Safety for Order Pickers

  • Use mechanical aids when lifting loads of 51 pounds or more. According to NIOSH, 51 pounds is the maximum weight workers should try to lift — only with two hands, and only under ideal conditions. Mobile Lift Tables are an ideal option for order pickers faced with loads of more than 50 pounds or repetitive lifting/lowering tasks.

  • Use Lift Tables to slide, rather than lift, heavy or cumbersome SKUs. Simply align the surface of the lift with the shelf, and slide cartons onto the Table. From there, it’s easy to slide cartons onto an Order Picking Cart or conveyor belt for a virtually risk-free material handling solution.

  • When lifting heavy items is unavoidable, use mechanical devices such as Lift Tables to set the item at waist-level before attempting the task. Lift with both arms while distributing the weight evenly. Never lift items from below waist-level or from above the shoulders.

  • Periodically rotate order pickers to jobs that don't involve lifting or reaching. The risk of injury increases with the frequency of a given motion. Managers could train order pickers and packers to switch jobs midway through shifts, for instance. This sort of job-sharing will reduce muscular strain across the facility, helping to prevent musculoskeletal injuries.

  • Whenever possible, store pallet loads above floor-level. This will help order pickers keep work within the area NIOSH calls the "power zone...above the knees, below the shoulders, and close to the body."

Keeping all work within this power zone reduces ergonomic risks associated with common order picking tasks. Self-Leveling Lift Tables from Solus Group offer a simple way to locate any warehouse task within the power zone, even as loads increase or decrease.
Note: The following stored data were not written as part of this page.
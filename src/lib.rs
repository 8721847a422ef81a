//! sgsync - keeps source-git and dist-git repositories synchronized
//!
//! A source-git repository carries the upstream project's full history
//! plus downstream packaging as regular commits; its dist-git
//! counterpart carries the spec file, numbered patch files, and source
//! archives. This crate converts between the two representations and
//! tracks what is pending on each side.
//!
//! # Architecture
//!
//! The codebase follows a strict layered architecture:
//!
//! - [`cli`] - Command-line interface layer (parses args, delegates to engines)
//! - [`core`] - Domain types, configuration, and the provenance trailer protocol
//! - [`git`] - Single interface for all Git operations
//! - [`patches`] - Patch engine: commit ranges to numbered patch series
//! - [`status`] - Synchronization status from commit-graph traversal
//! - [`bootstrap`] - One-shot source-git creation from upstream + dist-git
//! - [`sync`] - Declarative file copying between the repositories
//! - [`report`] - Concurrent best-effort status aggregation
//! - [`external`] - Narrow interfaces to external collaborators
//!
//! # Correctness Invariants
//!
//! 1. Synchronization provenance lives in commit messages (trailers),
//!    never in external state
//! 2. Existing history is never rewritten in place; new commits are
//!    appended or recreated on throwaway branches
//! 3. Provenance problems are fatal; only the status report aggregation
//!    downgrades errors

pub mod bootstrap;
pub mod cli;
pub mod core;
pub mod external;
pub mod git;
pub mod patches;
pub mod report;
pub mod status;
pub mod sync;
impl Scalar {
    /// Short type name used in diagnostics
    pub fn type_name(&self) -> &'static str {
        match self {
            Scalar::Null => "null",
            Scalar::Bool(_) => "bool",
            Scalar::Int(_) => "int",
            Scalar::Float(_) => "float",
            Scalar::Text(_) => "text",
            Scalar::Bytes(_) => "bytes",
        }
    }
}

impl Array {
    /// Number of elements
    pub fn len(&self) -> usize {
        match self {
            Array::Bool(v) => v.len(),
            Array::Int(v) => v.len(),
            Array::Float(v) => v.len(),
            Array::Text(v) => v.len(),
            Array::Bytes(v) => v.len(),
        }
    }

    /// True when there are no elements
    pub fn is_empty(&self) -> bool {
        self.len() == 0
    }

    /// Element type name used in diagnostics
    pub fn type_name(&self) -> &'static str {
        match self {
            Array::Bool(_) => "array[bool]",
            Array::Int(_) => "array[int]",
            Array::Float(_) => "array[float]",
            Array::Text(_) => "array[text]",
            Array::Bytes(_) => "array[bytes]",
        }
    }

    /// Convert to list form, element by element
    pub fn into_scalars(self) -> Vec<Scalar> {
        match self {
            Array::Bool(v) => v.into_iter().map(Scalar::Bool).collect(),
            Array::Int(v) => v.into_iter().map(Scalar::Int).collect(),
            Array::Float(v) => v.into_iter().map(Scalar::Float).collect(),
            Array::Text(v) => v.into_iter().map(Scalar::Text).collect(),
            Array::Bytes(v) => v.into_iter().map(Scalar::Bytes).collect(),
        }
    }

    /// Coerce a list to array-like form.
    ///
    /// Integers widen to floats when both appear, text mixed with byte
    /// strings becomes byte strings, and an empty list becomes an empty float
    /// array. Returns `None` for nulls and any other mix of types.
    pub fn from_scalars(items: &[Scalar]) -> Option<Array> {
        let Some(first) = items.first() else {
            return Some(Array::Float(Vec::new()));
        };

        let all = |pred: fn(&Scalar) -> bool| items.iter().all(pred);

        match first {
            Scalar::Null => None,
            Scalar::Bool(_) if all(|s| matches!(s, Scalar::Bool(_))) => Some(Array::Bool(
                items
                    .iter()
                    .filter_map(|s| match s {
                        Scalar::Bool(b) => Some(*b),
                        _ => None,
                    })
                    .collect(),
            )),
            Scalar::Int(_) | Scalar::Float(_)
                if all(|s| matches!(s, Scalar::Int(_) | Scalar::Float(_))) =>
            {
                if all(|s| matches!(s, Scalar::Int(_))) {
                    Some(Array::Int(
                        items
                            .iter()
                            .filter_map(|s| match s {
                                Scalar::Int(i) => Some(*i),
                                _ => None,
                            })
                            .collect(),
                    ))
                } else {
                    Some(Array::Float(
                        items
                            .iter()
                            .filter_map(|s| match s {
                                Scalar::Int(i) => Some(*i as f64),
                                Scalar::Float(f) => Some(*f),
                                _ => None,
                            })
                            .collect(),
                    ))
                }
            }
            Scalar::Text(_) if all(|s| matches!(s, Scalar::Text(_))) => Some(Array::Text(
                items
                    .iter()
                    .filter_map(|s| match s {
                        Scalar::Text(t) => Some(t.clone()),
                        _ => None,
                    })
                    .collect(),
            )),
            Scalar::Text(_) | Scalar::Bytes(_)
                if all(|s| matches!(s, Scalar::Text(_) | Scalar::Bytes(_))) =>
            {
                Some(Array::Bytes(
                    items
                        .iter()
                        .filter_map(|s| match s {
                            Scalar::Text(t) => Some(t.as_bytes().to_vec()),
                            Scalar::Bytes(b) => Some(b.clone()),
                            _ => None,
                        })
                        .collect(),
                ))
            }
            _ => None,
        }
    }
}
The OSHA eTool for ergonomics in grocery warehousing points out a common difficulty for order pickers in any type of warehouse. After pointing out the value of mechanical assistance for order pickers, the resource states that, "Because employees move about the warehouse, development of mechanical aids to assist with heavy lifting or reducing awkward postures is difficult."

Mobile Lift Tables from Solus Group offer a solution. These heavy duty lifting devices travel easily through warehouse aisles, accompanying order pickers just like a traditional Order Picking Cart. But with weight capacities of up to 1,200 pounds and heights of up to 79 inches, Mobile Lift Tables provide the lifting assistance that order pickers need to prevent straining muscles.

To truly excel at warehouse safety, managers must train order pickers to avoid risky motions. But they must also provide ergonomic equipment that takes the load from a worker’s back.

References:

Cable, Josh. “NIOSH: Order-Pickers Could Be at Risk If Production Volume Increases.” EHSToday. Penton, 11 Sept. 2006. Web. 1 Dec. 2016.

Ergonomic Guidelines for Manual Material Handling.” CDC. National Institute for Occupational Safety and Health, Centers for Disease Control and Prevention, 2007. PDF. 1 Dec. 2016.

Grocery Warehousing Ergonomics.” OSHA. Occupational Safety & Health Administration, United States Department of Labor, n.d. Web. 1 Dec. 2016.